BAHIA EM REVISTA

Martinelli sai do banco para escrever seu nome na história da Copa do Mundo

Gabriel Martinelli tem um jogo de Copa do Mundo da FIFA™ para chamar de seu. O atacante entrou no segundo tempo e marcou o gol da virada do Brasil por 2 a 1 sobre o Japão nos acréscimos. Não era uma tarefa fácil, já que ele foi colocado em uma posição atípica, mais centralizado, contra uma defesa que suportou muito bem a pressão brasileira pela partida toda praticamente.

Mas, quando Bruno Guimarães recebeu de Rayan e encontrou um belo passe para Martinelli, ele tocou na saída de Zion Suzuki, colocou a Seleção Brasileira nas oitavas de final e se eternizou com um momento na história do Mundial.

“Não tenho palavras para descrever a alegria que está no meu coração ao ver todo o povo brasileiro feliz com a classificação. Ver a minha família, minha esposa, meu pai e minha mãe. Meus amigos… Não tenho como explicar o que sinto, a ficha não caiu, só vai cair daqui a um tempo”, comemorou.

“Falei outro dia com a minha família, que tinha acertado bola na trave e teria outra oportunidade. Graças a Deus hoje eu consegui fazer o gol. Estou muito feliz pelo time, que se doou o máximo. Sem palavras.”

O brilho de Martinelli é símbolo de um sistema ofensivo que dá espaço a muitos jogadores sob o comando de Carlo Ancelotti. Desde a estreia do Brasil, todos os jogadores de frente já ganharam minutos nesta Copa do Mundo. Dessa vez, ele optou por Martinelli antes de jogadores como Neymar Jr, Luiz Henrique e Igor Thiago, que foram titulares com ele nos últimos jogos.

Alguns deles, como Igor, que marcou 22 gols na última temporada da Premier League, estão até mais habituados a atuar pela faixa central do ataque. Mas Carlo Ancelotti confiou no atacante do Arsenal para fazer esta função, e ele não o decepcionou.

“Lá no Arsenal, eu não faço muita essa função. Mas também posso jogar por dentro. Fico feliz por ter ajudado a equipe. Como o Vini estava jogando mais aberto pela esquerda, entrei pelo meio para conseguir acionar mais ele, deixá-lo mais vezes em situação de um contra um”, explicou.

“Ancelotti é um cara surreal. No intervalo, nos deu confiança, falou que a gente ia fazer o gol e virar, não importa em que minutos saísse o gol. A gente vê essa calma e isso nos tranquiliza.”

O treinador contou o que pretendia com a substituição. “Às vezes, um jogador te surpreende mais quando você o tira da posição com a qual todos o associam. Eu não teria medo de experimentar Martinelli como um nº 8 ofensivo em certos jogos porque acho que ele tem a inteligência e a personalidade para fazer isso funcionar.”

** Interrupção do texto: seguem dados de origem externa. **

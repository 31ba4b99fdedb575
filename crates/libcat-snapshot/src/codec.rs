use std::fs::File;
use std::io::{BufWriter, Write};
use std::path::Path;

use bincode::Options;
use serde::de::DeserializeOwned;
use serde::Serialize;
use tracing::{debug, info, warn};

use crate::error::{SnapshotError, SnapshotResult};
use crate::kind::{SnapshotKind, TAG_LEN};

/// Upper bound on a decoded view, in bytes.
const MAX_VIEW_SIZE: u64 = 64 * 1024 * 1024;

/// A root that can be written to and read from a snapshot.
///
/// `project` selects what is persisted; `restore` rebuilds the root from
/// that selection, filling everything else with zero values.
pub trait Snapshot: Sized {
    /// The persistable view of this root.
    type View: Serialize + DeserializeOwned;

    /// The tag written at the start of the snapshot.
    const KIND: SnapshotKind;

    /// Project the root onto its persistable view.
    fn project(&self) -> Self::View;

    /// Rebuild a root from a decoded view.
    ///
    /// Fails only if the view is internally inconsistent.
    fn restore(view: Self::View) -> SnapshotResult<Self>;
}

fn options() -> impl Options {
    bincode::DefaultOptions::new().with_limit(MAX_VIEW_SIZE)
}

/// Encode a root into snapshot bytes.
pub fn encode<T: Snapshot>(root: &T) -> SnapshotResult<Vec<u8>> {
    let body = options()
        .serialize(&root.project())
        .map_err(|e| SnapshotError::Serialization(e.to_string()))?;
    let mut bytes = Vec::with_capacity(TAG_LEN + body.len());
    bytes.extend_from_slice(&T::KIND.tag());
    bytes.extend_from_slice(&body);
    Ok(bytes)
}

/// Decode snapshot bytes into a root.
///
/// Fails on a short buffer, an unknown or foreign tag, a body that does not
/// decode to `T::View`, or trailing bytes after the body.
pub fn decode<T: Snapshot>(bytes: &[u8]) -> SnapshotResult<T> {
    if bytes.len() < TAG_LEN {
        return Err(SnapshotError::Format(format!(
            "snapshot too short: {} bytes",
            bytes.len()
        )));
    }
    let (tag, body) = bytes.split_at(TAG_LEN);
    let actual = SnapshotKind::from_tag(tag).ok_or_else(|| {
        SnapshotError::Format(format!("unknown snapshot tag {:?}", String::from_utf8_lossy(tag)))
    })?;
    if actual != T::KIND {
        return Err(SnapshotError::KindMismatch {
            expected: T::KIND,
            actual,
        });
    }

    let view: T::View = options()
        .deserialize(body)
        .map_err(|e| SnapshotError::Format(e.to_string()))?;
    T::restore(view)
}

/// Write a snapshot of `root` to `path`, replacing any existing file.
pub fn encode_snapshot<T: Snapshot>(root: &T, path: &Path) -> SnapshotResult<()> {
    let bytes = encode(root)?;
    let mut writer = BufWriter::new(File::create(path)?);
    writer.write_all(&bytes)?;
    writer.flush()?;
    let kind = T::KIND;
    info!(%kind, path = %path.display(), bytes = bytes.len(), "snapshot written");
    Ok(())
}

/// Read a snapshot from `path`.
///
/// On failure nothing is returned but the error; the caller keeps whatever
/// root it already had.
pub fn decode_snapshot<T: Snapshot>(path: &Path) -> SnapshotResult<T> {
    let kind = T::KIND;
    let bytes = std::fs::read(path)?;
    debug!(%kind, path = %path.display(), bytes = bytes.len(), "snapshot read");
    decode(&bytes).map_err(|e| {
        warn!(%kind, path = %path.display(), "snapshot rejected: {e}");
        e
    })
}
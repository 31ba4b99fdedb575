//! Snapshot codec for the library catalog.
//!
//! A snapshot is one file holding one aggregate root. What survives is
//! decided by an explicit projection: every snapshot type has a persistable
//! view holding only the fields that are written, and restoring a view fills
//! everything else with its zero value.
//!
//! # Persistence Scope
//!
//! - [`Library`](libcat_types::Library) — everything: shelves, books,
//!   authors, readers, registration numbers and loans. Loans of shelved books
//!   are stored as shelf/book positions so sharing survives a round trip.
//! - [`LibraryReport`](libcat_types::LibraryReport) — the summary only;
//!   storage and readers restore empty.
//! - [`Book`](libcat_types::Book) — everything but the authors.
//! - [`Reader`](libcat_types::Reader) — everything but the registration
//!   number; borrowed books follow the book rule.
//!
//! # File Format
//!
//! ```text
//! [4 bytes: kind tag, see SnapshotKind]
//! [N bytes: bincode-encoded view]
//! ```
//!
//! There is no version field and no checksum. Any structural mismatch is a
//! decode failure, and a failed decode never yields a partial root.

pub mod codec;
pub mod error;
pub mod kind;
pub mod view;

pub use codec::{decode, decode_snapshot, encode, encode_snapshot, Snapshot};
pub use error::{SnapshotError, SnapshotResult};
pub use kind::SnapshotKind;
pub use view::{
    AuthorView, BookView, BorrowedView, DetachedBookView, DetachedReaderView, LibraryView,
    ReaderView, ReportView, ShelfView,
};
//! Domain model for the library catalog.
//!
//! This crate provides the plain data types every other libcat crate works
//! with. The types carry no persistence logic of their own; snapshot
//! encoding lives in `libcat-snapshot` and catalog mutations with validation
//! live in `libcat-catalog`.
//!
//! # Key Types
//!
//! - [`Author`] — Name and optional year, compared by value
//! - [`Book`] — Immutable book record, shared between shelves and readers
//! - [`Reader`] — Registered reader with a list of borrowed books
//! - [`Shelf`] — Named, ordered collection of owned books
//! - [`LibraryStorage`] — Ordered collection of shelves
//! - [`Library`] — Aggregate root persisted in full
//! - [`LibraryReport`] — Aggregate root persisted by summary only
//!
//! Every type implements [`std::fmt::Display`]; that rendering is the
//! catalog's report format.

pub mod author;
pub mod book;
pub mod error;
pub mod library;
pub mod reader;
pub mod shelf;

pub use author::Author;
pub use book::{Book, SharedBook};
pub use error::{Result, TypeError};
pub use library::{Library, LibraryReport};
pub use reader::Reader;
pub use shelf::{LibraryStorage, Shelf};
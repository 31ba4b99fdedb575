use std::io::{self, BufRead, Write};

use anyhow::Context;
use colored::Colorize;
use libcat_catalog::{sample_library, sample_report};
use libcat_snapshot::{decode_snapshot, encode_snapshot, Snapshot};
use libcat_types::{Library, LibraryReport};

use crate::cli::*;
use crate::config::CliConfig;
use crate::menu::Menu;

pub fn run_command(cli: Cli) -> anyhow::Result<()> {
    let config = CliConfig::load(cli.config.as_deref())?;
    let stdout = io::stdout();
    match cli.command.unwrap_or_else(|| Command::Menu(MenuArgs::default())) {
        Command::Menu(args) => cmd_menu(&config, args, io::stdin().lock(), stdout.lock()),
        Command::ReportDemo(args) => cmd_report_demo(&config, args, &mut stdout.lock()),
        Command::Show(args) => cmd_show(&config, args, &mut stdout.lock()),
    }
}

fn cmd_menu(config: &CliConfig, args: MenuArgs, input: impl BufRead, output: impl Write) -> anyhow::Result<()> {
    let library = if args.empty || !config.seed_sample_data {
        Library::new(config.library_name.as_str())
    } else {
        sample_library(&config.library_name)?
    };
    let snapshot = args.snapshot.unwrap_or_else(|| config.library_snapshot.clone());
    Menu::new(input, output, library, snapshot).run()
}

fn cmd_report_demo(config: &CliConfig, args: ReportDemoArgs, out: &mut impl Write) -> anyhow::Result<()> {
    let summary = args.summary.unwrap_or_else(|| config.report_summary.clone());
    let path = args.snapshot.unwrap_or_else(|| config.report_snapshot.clone());
    let report = sample_report(&summary)?;

    match encode_snapshot(&report, &path) {
        Ok(()) => writeln!(out, "{} Library report serialized successfully.", "✓".green().bold())?,
        Err(e) => writeln!(out, "{} Serialization failed: {e}", "Error:".red().bold())?,
    }

    match decode_snapshot::<LibraryReport>(&path) {
        Ok(restored) => {
            writeln!(out, "Original Report:")?;
            writeln!(out, "{report}")?;
            writeln!(out, "\nRestored Report:")?;
            writeln!(out, "{restored}")?;
        }
        Err(e) => writeln!(out, "{} Failed to restore report: {e}", "Error:".red().bold())?,
    }
    Ok(())
}

fn cmd_show(config: &CliConfig, args: ShowArgs, out: &mut impl Write) -> anyhow::Result<()> {
    let path = args.snapshot.unwrap_or_else(|| config.library_snapshot.clone());
    let library: Library = decode_snapshot(&path)
        .with_context(|| format!("loading library snapshot {}", path.display()))?;
    match args.format {
        OutputFormat::Text => writeln!(out, "{library}")?,
        OutputFormat::Json => writeln!(out, "{}", serde_json::to_string_pretty(&library.project())?)?,
    }
    Ok(())
}

#[cfg(test)]
mod tests {
    use std::io::Cursor;

    use super::*;

    fn config_in(dir: &tempfile::TempDir) -> CliConfig {
        CliConfig {
            library_snapshot: dir.path().join("library.ser"),
            report_snapshot: dir.path().join("library_report.ser"),
            ..CliConfig::default()
        }
    }

    #[test]
    fn report_demo_prints_original_and_restored() {
        let dir = tempfile::tempdir().unwrap();
        let config = config_in(&dir);
        let args = ReportDemoArgs { snapshot: None, summary: Some("Weekly".into()) };

        let mut out = Vec::new();
        cmd_report_demo(&config, args, &mut out).unwrap();
        let out = String::from_utf8(out).unwrap();

        assert!(config.report_snapshot.exists());
        assert!(out.contains("Library report serialized successfully."));
        let (original, restored) = out.split_once("Restored Report:").unwrap();
        assert!(original.contains("Name: Alice Johnson, Registration Number: 12345"));
        assert!(original.contains("Total Readers in the Library: 1"));
        assert!(restored.contains("Library Report: Weekly"));
        assert!(restored.contains("Book Storages: none"));
        assert!(restored.contains("No readers in the library."));
    }

    #[test]
    fn report_demo_reports_write_failure() {
        let dir = tempfile::tempdir().unwrap();
        let config = config_in(&dir);
        let args = ReportDemoArgs {
            snapshot: Some(dir.path().join("missing").join("report.ser")),
            summary: None,
        };

        let mut out = Vec::new();
        cmd_report_demo(&config, args, &mut out).unwrap();
        let out = String::from_utf8(out).unwrap();
        assert!(out.contains("Serialization failed"));
        assert!(out.contains("Failed to restore report"));
    }

    #[test]
    fn menu_starts_empty_when_asked() {
        let dir = tempfile::tempdir().unwrap();
        let config = config_in(&dir);
        let args = MenuArgs { empty: true, snapshot: None };

        let mut out = Vec::new();
        cmd_menu(&config, args, Cursor::new("2\n3\n4\n6\n"), &mut out).unwrap();
        let out = String::from_utf8(out).unwrap();
        assert!(out.contains("Total Readers in the Library: 0"));
    }

    #[test]
    fn menu_saves_to_configured_snapshot() {
        let dir = tempfile::tempdir().unwrap();
        let config = config_in(&dir);

        let mut out = Vec::new();
        cmd_menu(&config, MenuArgs::default(), Cursor::new("3\n6\n"), &mut out).unwrap();
        assert!(config.library_snapshot.exists());
    }

    #[test]
    fn show_text_and_json() {
        let dir = tempfile::tempdir().unwrap();
        let config = config_in(&dir);
        let library = sample_library("City Library").unwrap();
        encode_snapshot(&library, &config.library_snapshot).unwrap();

        let mut out = Vec::new();
        let args = ShowArgs { snapshot: None, format: OutputFormat::Text };
        cmd_show(&config, args, &mut out).unwrap();
        assert_eq!(String::from_utf8(out).unwrap(), format!("{library}\n"));

        let mut out = Vec::new();
        let args = ShowArgs { snapshot: None, format: OutputFormat::Json };
        cmd_show(&config, args, &mut out).unwrap();
        let json: serde_json::Value = serde_json::from_slice(&out).unwrap();
        assert_eq!(json["name"], "City Library");
        assert_eq!(json["readers"][0]["registration_number"], 12345);
    }

    #[test]
    fn show_missing_snapshot_fails() {
        let dir = tempfile::tempdir().unwrap();
        let config = config_in(&dir);
        let args = ShowArgs {
            snapshot: Some(dir.path().join("absent.ser")),
            format: OutputFormat::Text,
        };
        let mut out = Vec::new();
        assert!(cmd_show(&config, args, &mut out).is_err());
        assert!(out.is_empty());
    }
}
use std::path::PathBuf;

use clap::{Args, Parser, Subcommand};

#[derive(Parser)]
#[command(
    name = "libcat",
    about = "Library catalog console: shelves, books, readers and snapshots",
    version,
)]
pub struct Cli {
    /// Defaults to the interactive menu
    #[command(subcommand)]
    pub command: Option<Command>,

    #[arg(short, long, global = true)]
    pub verbose: bool,

    /// TOML configuration file
    #[arg(short, long, global = true)]
    pub config: Option<PathBuf>,
}

#[derive(Clone, Debug, clap::ValueEnum)]
pub enum OutputFormat {
    Text,
    Json,
}

#[derive(Subcommand)]
pub enum Command {
    /// Run the interactive catalog menu
    Menu(MenuArgs),
    /// Save the sample report, restore it and print both
    ReportDemo(ReportDemoArgs),
    /// Print a saved library snapshot
    Show(ShowArgs),
}

#[derive(Args, Default)]
pub struct MenuArgs {
    /// Start with an empty library instead of the sample catalog
    #[arg(long)]
    pub empty: bool,
    #[arg(long)]
    pub snapshot: Option<PathBuf>,
}

#[derive(Args)]
pub struct ReportDemoArgs {
    #[arg(long)]
    pub snapshot: Option<PathBuf>,
    #[arg(long)]
    pub summary: Option<String>,
}

#[derive(Args)]
pub struct ShowArgs {
    #[arg(long)]
    pub snapshot: Option<PathBuf>,
    #[arg(long, default_value = "text")]
    pub format: OutputFormat,
}

#[cfg(test)]
mod tests {
    use super::*;

    #[test]
    fn parse_no_subcommand() {
        let cli = Cli::try_parse_from(["libcat"]).unwrap();
        assert!(cli.command.is_none());
        assert!(!cli.verbose);
    }

    #[test]
    fn parse_menu_empty() {
        let cli = Cli::try_parse_from(["libcat", "menu", "--empty"]).unwrap();
        if let Some(Command::Menu(args)) = cli.command {
            assert!(args.empty);
            assert!(args.snapshot.is_none());
        } else { panic!("wrong command"); }
    }

    #[test]
    fn parse_menu_snapshot() {
        let cli = Cli::try_parse_from(["libcat", "menu", "--snapshot", "/tmp/lib.ser"]).unwrap();
        if let Some(Command::Menu(args)) = cli.command {
            assert_eq!(args.snapshot, Some(PathBuf::from("/tmp/lib.ser")));
        } else { panic!("wrong command"); }
    }

    #[test]
    fn parse_report_demo() {
        let cli = Cli::try_parse_from(["libcat", "report-demo", "--summary", "Weekly"]).unwrap();
        if let Some(Command::ReportDemo(args)) = cli.command {
            assert_eq!(args.summary, Some("Weekly".into()));
        } else { panic!("wrong command"); }
    }

    #[test]
    fn parse_show_json() {
        let cli = Cli::try_parse_from(["libcat", "show", "--format", "json"]).unwrap();
        if let Some(Command::Show(args)) = cli.command {
            assert!(matches!(args.format, OutputFormat::Json));
        } else { panic!("wrong command"); }
    }

    #[test]
    fn parse_global_flags() {
        let cli = Cli::try_parse_from(["libcat", "show", "--verbose", "-c", "libcat.toml"]).unwrap();
        assert!(cli.verbose);
        assert_eq!(cli.config, Some(PathBuf::from("libcat.toml")));
    }
}
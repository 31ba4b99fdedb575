//! Shelf lookup and insertion.
//!
//! Shelf names are matched exactly (case-sensitive) by linear scan. The
//! first match wins, which only matters if duplicates were inserted around
//! [`add_shelf`] through [`LibraryStorage::add_shelf`] directly.

use libcat_types::{Author, Book, LibraryStorage, SharedBook, Shelf};
use tracing::{debug, warn};

use crate::error::{CatalogError, Result};

/// Find the first shelf named `name`.
pub fn find_shelf_by_name<'a>(storage: &'a LibraryStorage, name: &str) -> Option<&'a Shelf> {
    storage.shelves().iter().find(|s| s.name() == name)
}

fn find_shelf_by_name_mut<'a>(storage: &'a mut LibraryStorage, name: &str) -> Option<&'a mut Shelf> {
    storage.shelves_mut().iter_mut().find(|s| s.name() == name)
}

/// Append a new empty shelf.
///
/// Fails with [`CatalogError::DuplicateShelf`] if the name is taken; the
/// storage is not modified in that case.
pub fn add_shelf(storage: &mut LibraryStorage, name: &str) -> Result<()> {
    if find_shelf_by_name(storage, name).is_some() {
        warn!(shelf = name, "rejected duplicate shelf");
        return Err(CatalogError::DuplicateShelf {
            name: name.to_string(),
        });
    }
    storage.add_shelf(Shelf::new(name));
    debug!(shelf = name, shelves = storage.len(), "shelf added");
    Ok(())
}

/// Catalogue a new single-author book onto the shelf named `shelf_name`.
///
/// The book is labelled with `shelf_name` for display. Fails with
/// [`CatalogError::ShelfNotFound`] if there is no such shelf, or
/// [`CatalogError::InvalidBook`] if the edition is zero. No shelf is
/// modified on failure.
pub fn add_book(
    storage: &mut LibraryStorage,
    shelf_name: &str,
    title: &str,
    author: Author,
    year: Option<i32>,
    edition: u32,
) -> Result<SharedBook> {
    let Some(shelf) = find_shelf_by_name_mut(storage, shelf_name) else {
        warn!(shelf = shelf_name, title, "rejected book for unknown shelf");
        return Err(CatalogError::ShelfNotFound {
            name: shelf_name.to_string(),
        });
    };

    let mut book = Book::new(title, vec![author], edition)?.with_storage_label(shelf_name);
    if let Some(year) = year {
        book = book.with_year(year);
    }
    let shared = shelf.add_book(book);
    debug!(shelf = shelf_name, title, books = shelf.len(), "book added");
    Ok(shared)
}

#[cfg(test)]
mod tests {
    use super::*;
    use proptest::prelude::*;

    fn storage_with(names: &[&str]) -> LibraryStorage {
        let mut storage = LibraryStorage::new();
        for name in names {
            add_shelf(&mut storage, name).unwrap();
        }
        storage
    }

    fn counts(storage: &LibraryStorage) -> Vec<usize> {
        storage.shelves().iter().map(Shelf::len).collect()
    }

    #[test]
    fn find_is_exact_and_case_sensitive() {
        let storage = storage_with(&["Fantasy Library"]);
        assert!(find_shelf_by_name(&storage, "Fantasy Library").is_some());
        assert!(find_shelf_by_name(&storage, "fantasy library").is_none());
        assert!(find_shelf_by_name(&storage, "Fantasy").is_none());
    }

    #[test]
    fn find_returns_first_match() {
        let mut storage = LibraryStorage::new();
        let mut first = Shelf::new("Twin");
        first.add_book(Book::new("Only Here", vec![Author::new("X")], 1).unwrap());
        storage.add_shelf(first);
        storage.add_shelf(Shelf::new("Twin"));

        let found = find_shelf_by_name(&storage, "Twin").unwrap();
        assert_eq!(found.len(), 1);
    }

    #[test]
    fn add_shelf_rejects_duplicate() {
        let mut storage = storage_with(&["Mystery Novels"]);
        let err = add_shelf(&mut storage, "Mystery Novels").unwrap_err();
        assert_eq!(
            err,
            CatalogError::DuplicateShelf {
                name: "Mystery Novels".into()
            }
        );
        assert_eq!(storage.len(), 1);
    }

    #[test]
    fn add_book_labels_with_shelf_name() {
        let mut storage = storage_with(&["Fantasy Library"]);
        let book = add_book(
            &mut storage,
            "Fantasy Library",
            "Dune",
            Author::new("Frank Herbert"),
            Some(1965),
            1,
        )
        .unwrap();
        assert_eq!(book.storage_label(), Some("Fantasy Library"));
        assert_eq!(book.year(), Some(1965));

        let shelf = find_shelf_by_name(&storage, "Fantasy Library").unwrap();
        let text = shelf.to_string();
        assert!(text.contains("Dune"));
        assert!(text.contains("Frank Herbert"));
    }

    #[test]
    fn add_book_to_missing_shelf_fails() {
        let mut storage = storage_with(&["A", "B"]);
        let err = add_book(&mut storage, "C", "Dune", Author::new("Frank Herbert"), None, 1)
            .unwrap_err();
        assert!(matches!(err, CatalogError::ShelfNotFound { ref name } if name == "C"));
        assert_eq!(counts(&storage), vec![0, 0]);
    }

    #[test]
    fn add_book_with_zero_edition_fails_without_mutation() {
        let mut storage = storage_with(&["A"]);
        let err = add_book(&mut storage, "A", "Dune", Author::new("Frank Herbert"), None, 0)
            .unwrap_err();
        assert!(matches!(err, CatalogError::InvalidBook(_)));
        assert_eq!(counts(&storage), vec![0]);
    }

    proptest! {
        #[test]
        fn new_shelf_is_found_empty(name in "[A-Za-z0-9 ]{1,32}") {
            let mut storage = storage_with(&["Programming Books", "Adventure Books"]);
            prop_assume!(find_shelf_by_name(&storage, &name).is_none());

            add_shelf(&mut storage, &name).unwrap();
            let shelf = find_shelf_by_name(&storage, &name).unwrap();
            prop_assert!(shelf.is_empty());
            prop_assert_eq!(storage.len(), 3);
        }

        #[test]
        fn duplicate_shelf_keeps_count(idx in 0usize..3) {
            let names = ["A", "B", "C"];
            let mut storage = storage_with(&names);
            prop_assert!(add_shelf(&mut storage, names[idx]).is_err());
            prop_assert_eq!(storage.len(), 3);
        }

        #[test]
        fn add_book_touches_only_target_shelf(
            target in 0usize..4,
            title in "[A-Za-z ]{1,20}",
            edition in 1u32..10
        ) {
            let names = ["A", "B", "C", "D"];
            let mut storage = storage_with(&names);
            add_book(&mut storage, "B", "Seed", Author::new("X"), None, 1).unwrap();
            let before = counts(&storage);

            add_book(&mut storage, names[target], &title, Author::new("Y"), None, edition).unwrap();

            let after = counts(&storage);
            for (i, (b, a)) in before.iter().zip(&after).enumerate() {
                if i == target {
                    prop_assert_eq!(*a, b + 1);
                } else {
                    prop_assert_eq!(a, b);
                }
            }
        }

        #[test]
        fn add_book_to_unknown_shelf_changes_nothing(name in "[a-z]{1,8}") {
            let mut storage = storage_with(&["Fiction", "History"]);
            let before = counts(&storage);
            prop_assert!(add_book(&mut storage, &name, "T", Author::new("X"), None, 1).is_err());
            prop_assert_eq!(counts(&storage), before);
        }
    }
}
//! Shelves and the storage that holds them.
//!
//! These types only hold data. Name-uniqueness checks happen in
//! `libcat-catalog` before a shelf is inserted.

use std::fmt;
use std::sync::Arc;

use crate::book::{Book, SharedBook};

/// A named, ordered collection of books.
#[derive(Clone, Debug, PartialEq, Eq)]
pub struct Shelf {
    name: String,
    books: Vec<SharedBook>,
}

impl Shelf {
    /// Create an empty shelf.
    pub fn new(name: impl Into<String>) -> Self {
        Self {
            name: name.into(),
            books: Vec::new(),
        }
    }

    pub fn name(&self) -> &str {
        &self.name
    }

    /// Books on this shelf, in insertion order.
    pub fn books(&self) -> &[SharedBook] {
        &self.books
    }

    /// Number of books on this shelf.
    pub fn len(&self) -> usize {
        self.books.len()
    }

    /// Returns true if the shelf holds no books.
    pub fn is_empty(&self) -> bool {
        self.books.is_empty()
    }

    /// Append a book and return the shared handle now owned by the shelf.
    pub fn add_book(&mut self, book: Book) -> SharedBook {
        let shared = Arc::new(book);
        self.books.push(Arc::clone(&shared));
        shared
    }

    /// Append an already-shared book.
    pub fn add_shared(&mut self, book: SharedBook) {
        self.books.push(book);
    }

    /// Remove a specific book instance. Returns `true` if it was on the shelf.
    ///
    /// Matching is by identity: an equal but distinct copy is not removed.
    /// Readers that borrowed the book keep their reference.
    pub fn remove_book(&mut self, book: &SharedBook) -> bool {
        match self.books.iter().position(|b| Arc::ptr_eq(b, book)) {
            Some(idx) => {
                self.books.remove(idx);
                true
            }
            None => false,
        }
    }

    /// First book with the given title.
    pub fn find_book(&self, title: &str) -> Option<&SharedBook> {
        self.books.iter().find(|b| b.title() == title)
    }
}

impl fmt::Display for Shelf {
    fn fmt(&self, f: &mut fmt::Formatter<'_>) -> fmt::Result {
        write!(f, "{}: {} books", self.name, self.books.len())?;
        for book in &self.books {
            write!(f, "\n    - {book}")?;
        }
        Ok(())
    }
}

// ---------------------------------------------------------------------------
// LibraryStorage
// ---------------------------------------------------------------------------

/// Ordered collection of shelves.
#[derive(Clone, Debug, Default, PartialEq, Eq)]
pub struct LibraryStorage {
    shelves: Vec<Shelf>,
}

impl LibraryStorage {
    /// Create an empty storage.
    pub fn new() -> Self {
        Self::default()
    }

    pub fn shelves(&self) -> &[Shelf] {
        &self.shelves
    }

    pub fn shelves_mut(&mut self) -> &mut [Shelf] {
        &mut self.shelves
    }

    /// Number of shelves.
    pub fn len(&self) -> usize {
        self.shelves.len()
    }

    /// Returns true if there are no shelves.
    pub fn is_empty(&self) -> bool {
        self.shelves.is_empty()
    }

    /// Append a shelf without checking for a duplicate name.
    pub fn add_shelf(&mut self, shelf: Shelf) {
        self.shelves.push(shelf);
    }

    /// Remove the first shelf with the given name and return it.
    pub fn remove_shelf(&mut self, name: &str) -> Option<Shelf> {
        let idx = self.shelves.iter().position(|s| s.name() == name)?;
        Some(self.shelves.remove(idx))
    }
}

impl fmt::Display for LibraryStorage {
    fn fmt(&self, f: &mut fmt::Formatter<'_>) -> fmt::Result {
        if self.shelves.is_empty() {
            return f.write_str("Book Storages: none");
        }
        f.write_str("Book Storages:")?;
        for shelf in &self.shelves {
            write!(f, "\n{shelf}")?;
        }
        Ok(())
    }
}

Gabriel Martinelli se tornou o quarto jogador a marcar um gol pelo Brasil nesta Copa do Mundo. A artilharia da Seleção é liderada por Vinicius (4) e seguida de perto por Matheus Cunha (3). Ele e Casemiro, que marcaram contra o Japão, têm um gol cada. O volante, um dos mais experientes do elenco, destacou o protagonismo compartilhado entre diferentes jogadores brasileiros.

“Em uma Copa do Mundo, é fundamental valorizar os jogadores que vêm entrando do banco”, frisou Casemiro. “O Endrick entrou muito bem hoje, o Martinelli é outro grande jogador, e o Rayan vem substituindo muito bem o Raphinha. Esse é o espírito e esse é o grupo para ganhar o Mundial.”

Vice-artilheiro, Matheus Cunha passou em branco nos 65 minutos de jogo que teve. Foi ele quem deu lugar a Martinelli, mas, após a partida, o sorriso no rosto do camisa 9 era como se o gol marcado tivesse sido marcado por ele próprio.

“Esse é o sentimento de ver o Martinelli entrando e resolvendo para nós, o Casemiro… A gente se supera. A gente sabe o quanto isso é pesado, que tem muitas dúvidas”, descreveu Matheus. “Dá muito orgulho ver o grupo todo resolvendo, cada um tendo seu protagonismo e passando aos poucos, aos trancos e barrancos, mas sempre com orgulho de representar o Brasil.”